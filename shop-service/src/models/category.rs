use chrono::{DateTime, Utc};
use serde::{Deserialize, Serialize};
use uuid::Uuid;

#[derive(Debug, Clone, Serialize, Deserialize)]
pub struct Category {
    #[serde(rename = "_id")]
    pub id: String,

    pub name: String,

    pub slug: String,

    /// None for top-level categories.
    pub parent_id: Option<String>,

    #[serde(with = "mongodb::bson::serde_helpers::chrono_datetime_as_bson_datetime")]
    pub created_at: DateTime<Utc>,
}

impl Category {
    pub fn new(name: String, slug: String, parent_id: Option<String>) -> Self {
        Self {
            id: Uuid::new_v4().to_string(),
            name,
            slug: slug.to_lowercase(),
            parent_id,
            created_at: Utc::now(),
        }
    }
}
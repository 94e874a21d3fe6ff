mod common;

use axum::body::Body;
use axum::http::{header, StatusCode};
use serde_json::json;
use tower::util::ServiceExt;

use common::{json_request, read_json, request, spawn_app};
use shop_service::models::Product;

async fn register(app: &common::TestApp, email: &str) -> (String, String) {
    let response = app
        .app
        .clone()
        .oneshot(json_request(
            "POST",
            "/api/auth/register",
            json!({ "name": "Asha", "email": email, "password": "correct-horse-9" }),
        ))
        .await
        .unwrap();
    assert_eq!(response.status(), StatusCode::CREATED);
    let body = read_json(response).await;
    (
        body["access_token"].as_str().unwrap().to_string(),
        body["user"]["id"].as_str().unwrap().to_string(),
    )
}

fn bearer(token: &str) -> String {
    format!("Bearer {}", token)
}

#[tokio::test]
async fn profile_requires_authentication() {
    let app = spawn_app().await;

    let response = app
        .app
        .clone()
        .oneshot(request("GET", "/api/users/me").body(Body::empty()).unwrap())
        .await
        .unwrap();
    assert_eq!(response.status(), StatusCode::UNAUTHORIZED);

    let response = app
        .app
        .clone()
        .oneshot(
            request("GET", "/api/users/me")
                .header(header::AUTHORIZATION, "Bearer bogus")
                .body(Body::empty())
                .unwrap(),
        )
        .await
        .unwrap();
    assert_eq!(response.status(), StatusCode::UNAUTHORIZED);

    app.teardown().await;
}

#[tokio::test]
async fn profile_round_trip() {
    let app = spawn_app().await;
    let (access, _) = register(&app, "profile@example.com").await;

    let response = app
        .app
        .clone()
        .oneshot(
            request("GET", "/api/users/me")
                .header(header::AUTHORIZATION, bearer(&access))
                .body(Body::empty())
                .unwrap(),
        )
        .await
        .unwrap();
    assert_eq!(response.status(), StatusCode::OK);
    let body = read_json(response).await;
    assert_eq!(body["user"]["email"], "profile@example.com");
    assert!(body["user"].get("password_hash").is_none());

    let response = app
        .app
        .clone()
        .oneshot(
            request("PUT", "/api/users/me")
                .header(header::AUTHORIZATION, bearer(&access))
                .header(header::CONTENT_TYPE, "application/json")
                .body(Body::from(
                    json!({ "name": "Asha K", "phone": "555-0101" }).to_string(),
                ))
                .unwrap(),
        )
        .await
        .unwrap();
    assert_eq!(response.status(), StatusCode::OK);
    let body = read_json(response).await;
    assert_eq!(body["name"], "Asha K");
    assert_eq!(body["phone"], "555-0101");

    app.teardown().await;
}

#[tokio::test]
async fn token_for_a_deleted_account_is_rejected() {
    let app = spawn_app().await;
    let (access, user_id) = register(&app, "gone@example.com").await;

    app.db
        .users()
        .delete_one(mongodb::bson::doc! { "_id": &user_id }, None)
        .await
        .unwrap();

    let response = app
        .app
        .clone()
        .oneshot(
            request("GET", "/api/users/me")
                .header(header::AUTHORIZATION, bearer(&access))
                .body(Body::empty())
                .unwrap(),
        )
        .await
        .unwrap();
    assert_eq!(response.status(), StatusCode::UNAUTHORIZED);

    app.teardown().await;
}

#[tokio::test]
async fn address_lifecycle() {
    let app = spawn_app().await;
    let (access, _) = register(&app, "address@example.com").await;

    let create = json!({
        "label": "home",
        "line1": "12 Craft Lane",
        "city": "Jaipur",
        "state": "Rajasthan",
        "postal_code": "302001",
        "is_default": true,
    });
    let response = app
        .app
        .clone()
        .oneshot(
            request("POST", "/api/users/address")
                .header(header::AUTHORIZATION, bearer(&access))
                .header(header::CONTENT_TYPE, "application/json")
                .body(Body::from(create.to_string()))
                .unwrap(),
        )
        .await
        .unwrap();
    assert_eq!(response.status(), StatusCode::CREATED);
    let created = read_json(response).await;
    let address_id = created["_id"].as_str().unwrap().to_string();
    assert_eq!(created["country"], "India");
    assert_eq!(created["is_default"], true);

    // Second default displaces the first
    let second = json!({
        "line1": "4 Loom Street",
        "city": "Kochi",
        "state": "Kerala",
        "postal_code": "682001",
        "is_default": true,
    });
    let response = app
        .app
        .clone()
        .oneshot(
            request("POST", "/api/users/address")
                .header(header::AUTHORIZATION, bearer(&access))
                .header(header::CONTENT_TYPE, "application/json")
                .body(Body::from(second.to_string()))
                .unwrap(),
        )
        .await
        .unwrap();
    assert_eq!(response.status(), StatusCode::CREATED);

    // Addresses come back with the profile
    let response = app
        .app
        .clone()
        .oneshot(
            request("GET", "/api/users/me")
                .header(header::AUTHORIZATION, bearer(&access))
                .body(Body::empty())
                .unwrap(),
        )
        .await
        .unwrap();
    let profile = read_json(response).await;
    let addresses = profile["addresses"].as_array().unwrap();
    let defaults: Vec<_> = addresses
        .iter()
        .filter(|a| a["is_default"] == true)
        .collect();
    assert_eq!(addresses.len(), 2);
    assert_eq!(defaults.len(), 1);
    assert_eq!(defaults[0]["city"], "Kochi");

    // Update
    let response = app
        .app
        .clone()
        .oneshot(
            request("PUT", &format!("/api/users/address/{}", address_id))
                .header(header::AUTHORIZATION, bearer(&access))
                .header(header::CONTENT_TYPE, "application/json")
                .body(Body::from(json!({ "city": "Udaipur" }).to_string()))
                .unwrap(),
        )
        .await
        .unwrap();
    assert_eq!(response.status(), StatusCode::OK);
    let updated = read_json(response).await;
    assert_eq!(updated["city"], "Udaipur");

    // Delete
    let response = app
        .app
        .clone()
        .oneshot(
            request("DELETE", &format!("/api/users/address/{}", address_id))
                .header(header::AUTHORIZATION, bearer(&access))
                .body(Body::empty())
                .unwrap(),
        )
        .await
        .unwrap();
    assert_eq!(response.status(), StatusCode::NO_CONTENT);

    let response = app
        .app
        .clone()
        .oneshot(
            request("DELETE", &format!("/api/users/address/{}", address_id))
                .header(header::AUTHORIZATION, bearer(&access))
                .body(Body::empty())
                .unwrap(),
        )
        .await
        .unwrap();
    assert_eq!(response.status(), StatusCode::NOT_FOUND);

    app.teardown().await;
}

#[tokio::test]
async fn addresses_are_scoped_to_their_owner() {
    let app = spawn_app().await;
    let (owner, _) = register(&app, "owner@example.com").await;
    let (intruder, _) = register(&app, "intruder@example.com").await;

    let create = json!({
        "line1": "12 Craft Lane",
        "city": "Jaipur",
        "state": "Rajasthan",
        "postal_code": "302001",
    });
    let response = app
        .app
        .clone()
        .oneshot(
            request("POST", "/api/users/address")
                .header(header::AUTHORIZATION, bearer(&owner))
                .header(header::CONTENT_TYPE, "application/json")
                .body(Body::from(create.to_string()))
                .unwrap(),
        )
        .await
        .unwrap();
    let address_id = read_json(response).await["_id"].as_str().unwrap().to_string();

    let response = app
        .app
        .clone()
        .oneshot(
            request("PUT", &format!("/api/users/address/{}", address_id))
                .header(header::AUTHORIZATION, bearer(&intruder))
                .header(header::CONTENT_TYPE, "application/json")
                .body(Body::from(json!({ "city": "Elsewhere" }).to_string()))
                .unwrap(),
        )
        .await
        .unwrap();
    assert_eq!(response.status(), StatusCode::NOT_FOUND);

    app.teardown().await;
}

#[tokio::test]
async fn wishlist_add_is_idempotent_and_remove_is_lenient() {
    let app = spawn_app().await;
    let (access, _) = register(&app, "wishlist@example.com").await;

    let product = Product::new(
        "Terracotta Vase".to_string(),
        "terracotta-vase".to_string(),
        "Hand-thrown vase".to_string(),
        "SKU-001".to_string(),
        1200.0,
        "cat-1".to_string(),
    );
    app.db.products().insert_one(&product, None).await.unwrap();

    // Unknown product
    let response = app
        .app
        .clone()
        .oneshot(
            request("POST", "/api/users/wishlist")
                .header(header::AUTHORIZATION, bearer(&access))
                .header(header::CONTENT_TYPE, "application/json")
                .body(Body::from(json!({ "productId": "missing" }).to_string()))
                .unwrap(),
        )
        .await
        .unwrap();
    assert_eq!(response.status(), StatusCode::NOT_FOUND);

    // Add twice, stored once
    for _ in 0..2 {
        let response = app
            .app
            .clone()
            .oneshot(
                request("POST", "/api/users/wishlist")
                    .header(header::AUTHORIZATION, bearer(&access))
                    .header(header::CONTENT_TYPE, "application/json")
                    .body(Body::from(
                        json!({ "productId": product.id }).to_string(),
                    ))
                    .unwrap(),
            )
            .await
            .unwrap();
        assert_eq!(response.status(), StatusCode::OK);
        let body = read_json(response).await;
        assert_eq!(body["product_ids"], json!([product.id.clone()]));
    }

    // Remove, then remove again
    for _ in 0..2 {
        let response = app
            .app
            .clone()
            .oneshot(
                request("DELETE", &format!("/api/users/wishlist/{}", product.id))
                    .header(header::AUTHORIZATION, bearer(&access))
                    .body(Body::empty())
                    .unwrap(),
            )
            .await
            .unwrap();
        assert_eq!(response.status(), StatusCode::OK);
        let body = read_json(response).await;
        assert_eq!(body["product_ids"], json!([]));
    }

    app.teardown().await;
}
==
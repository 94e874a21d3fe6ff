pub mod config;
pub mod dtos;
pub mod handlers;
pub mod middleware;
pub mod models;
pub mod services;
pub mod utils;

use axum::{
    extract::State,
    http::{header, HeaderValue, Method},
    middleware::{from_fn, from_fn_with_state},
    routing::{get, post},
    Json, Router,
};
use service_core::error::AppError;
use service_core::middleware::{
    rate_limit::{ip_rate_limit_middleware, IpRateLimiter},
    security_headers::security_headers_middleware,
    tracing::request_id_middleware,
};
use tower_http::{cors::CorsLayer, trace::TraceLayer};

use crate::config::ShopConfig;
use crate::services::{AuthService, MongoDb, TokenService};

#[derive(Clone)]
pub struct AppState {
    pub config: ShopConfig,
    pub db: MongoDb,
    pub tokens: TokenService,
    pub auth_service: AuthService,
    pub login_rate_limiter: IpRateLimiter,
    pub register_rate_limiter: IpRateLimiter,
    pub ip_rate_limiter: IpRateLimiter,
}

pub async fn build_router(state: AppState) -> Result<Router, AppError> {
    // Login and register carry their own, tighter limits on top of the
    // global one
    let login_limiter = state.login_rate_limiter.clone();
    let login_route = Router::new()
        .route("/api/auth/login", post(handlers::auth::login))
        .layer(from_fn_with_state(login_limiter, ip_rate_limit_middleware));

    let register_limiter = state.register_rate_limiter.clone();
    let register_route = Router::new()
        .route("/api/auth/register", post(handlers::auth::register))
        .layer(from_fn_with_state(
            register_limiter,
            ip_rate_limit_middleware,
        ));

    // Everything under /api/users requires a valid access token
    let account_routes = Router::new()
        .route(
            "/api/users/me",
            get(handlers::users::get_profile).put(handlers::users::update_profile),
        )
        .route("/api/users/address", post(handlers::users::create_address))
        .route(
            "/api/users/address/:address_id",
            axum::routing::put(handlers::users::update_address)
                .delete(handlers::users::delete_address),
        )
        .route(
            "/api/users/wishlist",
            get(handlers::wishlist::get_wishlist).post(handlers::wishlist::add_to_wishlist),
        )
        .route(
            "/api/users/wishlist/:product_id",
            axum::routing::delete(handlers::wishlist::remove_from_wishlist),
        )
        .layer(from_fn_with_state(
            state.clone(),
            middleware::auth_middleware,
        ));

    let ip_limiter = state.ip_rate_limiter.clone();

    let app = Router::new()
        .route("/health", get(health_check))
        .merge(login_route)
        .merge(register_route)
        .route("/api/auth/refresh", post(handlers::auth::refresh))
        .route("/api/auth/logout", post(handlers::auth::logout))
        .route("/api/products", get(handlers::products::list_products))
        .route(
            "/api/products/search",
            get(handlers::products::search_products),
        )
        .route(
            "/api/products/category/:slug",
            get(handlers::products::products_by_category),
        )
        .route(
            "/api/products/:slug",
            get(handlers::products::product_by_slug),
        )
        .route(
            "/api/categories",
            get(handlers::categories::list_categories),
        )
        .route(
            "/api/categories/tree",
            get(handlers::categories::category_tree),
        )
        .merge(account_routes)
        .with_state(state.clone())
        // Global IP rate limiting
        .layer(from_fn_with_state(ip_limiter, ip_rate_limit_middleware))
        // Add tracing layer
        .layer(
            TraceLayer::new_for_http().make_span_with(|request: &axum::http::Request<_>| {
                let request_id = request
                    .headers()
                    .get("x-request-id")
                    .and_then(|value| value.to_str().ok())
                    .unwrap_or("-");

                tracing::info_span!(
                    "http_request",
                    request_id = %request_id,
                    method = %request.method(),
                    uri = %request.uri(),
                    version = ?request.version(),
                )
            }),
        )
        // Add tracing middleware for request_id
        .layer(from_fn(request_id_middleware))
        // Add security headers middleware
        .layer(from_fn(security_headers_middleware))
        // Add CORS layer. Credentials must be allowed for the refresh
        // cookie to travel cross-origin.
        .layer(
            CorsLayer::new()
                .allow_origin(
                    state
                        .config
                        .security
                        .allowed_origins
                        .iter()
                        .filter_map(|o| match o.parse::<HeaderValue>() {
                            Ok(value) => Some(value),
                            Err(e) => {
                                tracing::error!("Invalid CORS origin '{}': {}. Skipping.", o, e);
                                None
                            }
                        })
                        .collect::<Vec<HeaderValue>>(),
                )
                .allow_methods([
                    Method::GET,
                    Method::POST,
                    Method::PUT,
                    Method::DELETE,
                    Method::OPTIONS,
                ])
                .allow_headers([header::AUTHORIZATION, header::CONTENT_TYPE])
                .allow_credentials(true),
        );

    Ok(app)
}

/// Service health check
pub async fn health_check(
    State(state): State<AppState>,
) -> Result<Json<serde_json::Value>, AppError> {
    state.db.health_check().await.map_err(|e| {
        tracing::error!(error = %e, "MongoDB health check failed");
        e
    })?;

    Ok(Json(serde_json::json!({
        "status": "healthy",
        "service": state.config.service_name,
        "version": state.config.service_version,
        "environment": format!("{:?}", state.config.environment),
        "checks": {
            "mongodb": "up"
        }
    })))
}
* * *
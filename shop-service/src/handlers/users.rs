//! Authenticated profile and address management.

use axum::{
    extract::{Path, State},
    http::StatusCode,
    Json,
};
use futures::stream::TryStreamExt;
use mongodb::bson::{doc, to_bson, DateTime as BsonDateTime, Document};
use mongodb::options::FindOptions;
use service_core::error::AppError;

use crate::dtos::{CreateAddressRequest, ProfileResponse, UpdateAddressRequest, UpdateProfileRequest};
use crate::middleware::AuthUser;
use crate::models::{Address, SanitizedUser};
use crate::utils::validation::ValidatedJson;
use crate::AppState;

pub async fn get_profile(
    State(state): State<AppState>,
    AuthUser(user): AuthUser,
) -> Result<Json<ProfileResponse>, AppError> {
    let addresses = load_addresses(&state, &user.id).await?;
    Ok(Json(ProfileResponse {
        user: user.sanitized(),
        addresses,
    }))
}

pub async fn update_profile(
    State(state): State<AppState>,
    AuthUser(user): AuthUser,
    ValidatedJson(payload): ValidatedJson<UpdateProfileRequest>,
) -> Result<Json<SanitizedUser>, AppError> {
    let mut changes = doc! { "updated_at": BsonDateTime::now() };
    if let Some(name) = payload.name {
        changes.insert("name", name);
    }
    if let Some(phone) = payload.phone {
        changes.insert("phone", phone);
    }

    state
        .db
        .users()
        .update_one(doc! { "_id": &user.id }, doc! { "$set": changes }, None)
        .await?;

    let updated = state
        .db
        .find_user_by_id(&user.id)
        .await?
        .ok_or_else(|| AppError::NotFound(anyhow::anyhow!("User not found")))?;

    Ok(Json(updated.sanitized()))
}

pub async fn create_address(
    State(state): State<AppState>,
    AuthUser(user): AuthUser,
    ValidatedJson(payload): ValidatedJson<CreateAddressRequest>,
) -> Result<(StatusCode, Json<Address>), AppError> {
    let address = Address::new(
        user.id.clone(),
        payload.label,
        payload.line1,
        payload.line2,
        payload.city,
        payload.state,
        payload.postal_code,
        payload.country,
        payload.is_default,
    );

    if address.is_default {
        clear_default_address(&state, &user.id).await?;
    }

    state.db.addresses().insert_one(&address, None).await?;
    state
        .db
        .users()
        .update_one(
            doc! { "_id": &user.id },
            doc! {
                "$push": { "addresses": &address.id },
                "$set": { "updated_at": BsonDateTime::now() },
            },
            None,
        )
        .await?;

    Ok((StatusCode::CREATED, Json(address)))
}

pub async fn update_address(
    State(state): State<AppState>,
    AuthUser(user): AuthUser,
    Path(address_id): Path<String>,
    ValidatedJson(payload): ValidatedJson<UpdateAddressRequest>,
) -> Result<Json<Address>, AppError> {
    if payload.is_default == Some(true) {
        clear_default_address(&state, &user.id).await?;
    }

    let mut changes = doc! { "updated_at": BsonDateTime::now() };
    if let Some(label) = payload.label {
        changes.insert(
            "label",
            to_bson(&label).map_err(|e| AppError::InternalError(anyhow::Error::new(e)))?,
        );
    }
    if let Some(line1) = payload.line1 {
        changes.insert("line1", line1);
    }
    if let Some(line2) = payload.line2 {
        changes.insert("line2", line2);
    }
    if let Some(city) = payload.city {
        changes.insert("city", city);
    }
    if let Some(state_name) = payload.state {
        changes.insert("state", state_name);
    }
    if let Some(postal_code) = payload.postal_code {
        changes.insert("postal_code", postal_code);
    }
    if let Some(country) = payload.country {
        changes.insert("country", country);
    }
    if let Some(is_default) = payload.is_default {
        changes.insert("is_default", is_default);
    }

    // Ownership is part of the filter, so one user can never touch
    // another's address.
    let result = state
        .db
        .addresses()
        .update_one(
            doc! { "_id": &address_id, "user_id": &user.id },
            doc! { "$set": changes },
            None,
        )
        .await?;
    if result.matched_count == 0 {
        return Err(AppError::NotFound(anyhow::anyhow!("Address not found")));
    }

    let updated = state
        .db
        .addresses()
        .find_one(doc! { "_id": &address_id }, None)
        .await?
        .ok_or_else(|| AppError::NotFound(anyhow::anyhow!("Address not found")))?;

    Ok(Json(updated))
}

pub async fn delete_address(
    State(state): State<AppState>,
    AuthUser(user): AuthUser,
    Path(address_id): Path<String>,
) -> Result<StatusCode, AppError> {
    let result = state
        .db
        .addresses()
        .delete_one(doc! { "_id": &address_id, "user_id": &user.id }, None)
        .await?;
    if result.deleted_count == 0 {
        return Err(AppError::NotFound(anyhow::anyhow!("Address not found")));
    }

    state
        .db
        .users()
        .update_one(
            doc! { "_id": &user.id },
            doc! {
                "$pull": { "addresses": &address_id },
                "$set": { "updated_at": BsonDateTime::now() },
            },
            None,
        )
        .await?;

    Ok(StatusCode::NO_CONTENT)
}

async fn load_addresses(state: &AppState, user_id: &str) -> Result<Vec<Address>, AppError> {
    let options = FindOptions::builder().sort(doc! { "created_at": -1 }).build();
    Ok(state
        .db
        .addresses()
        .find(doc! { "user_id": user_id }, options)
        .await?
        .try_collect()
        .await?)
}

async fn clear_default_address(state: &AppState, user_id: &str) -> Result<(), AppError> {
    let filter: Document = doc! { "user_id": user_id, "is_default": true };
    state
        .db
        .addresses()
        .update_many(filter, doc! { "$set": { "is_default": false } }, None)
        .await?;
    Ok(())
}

Exercise goal:
In the entries above, find each line with the string "services" and copy it.

Task answer:
pub mod services;
use crate::services::{AuthService, MongoDb, TokenService};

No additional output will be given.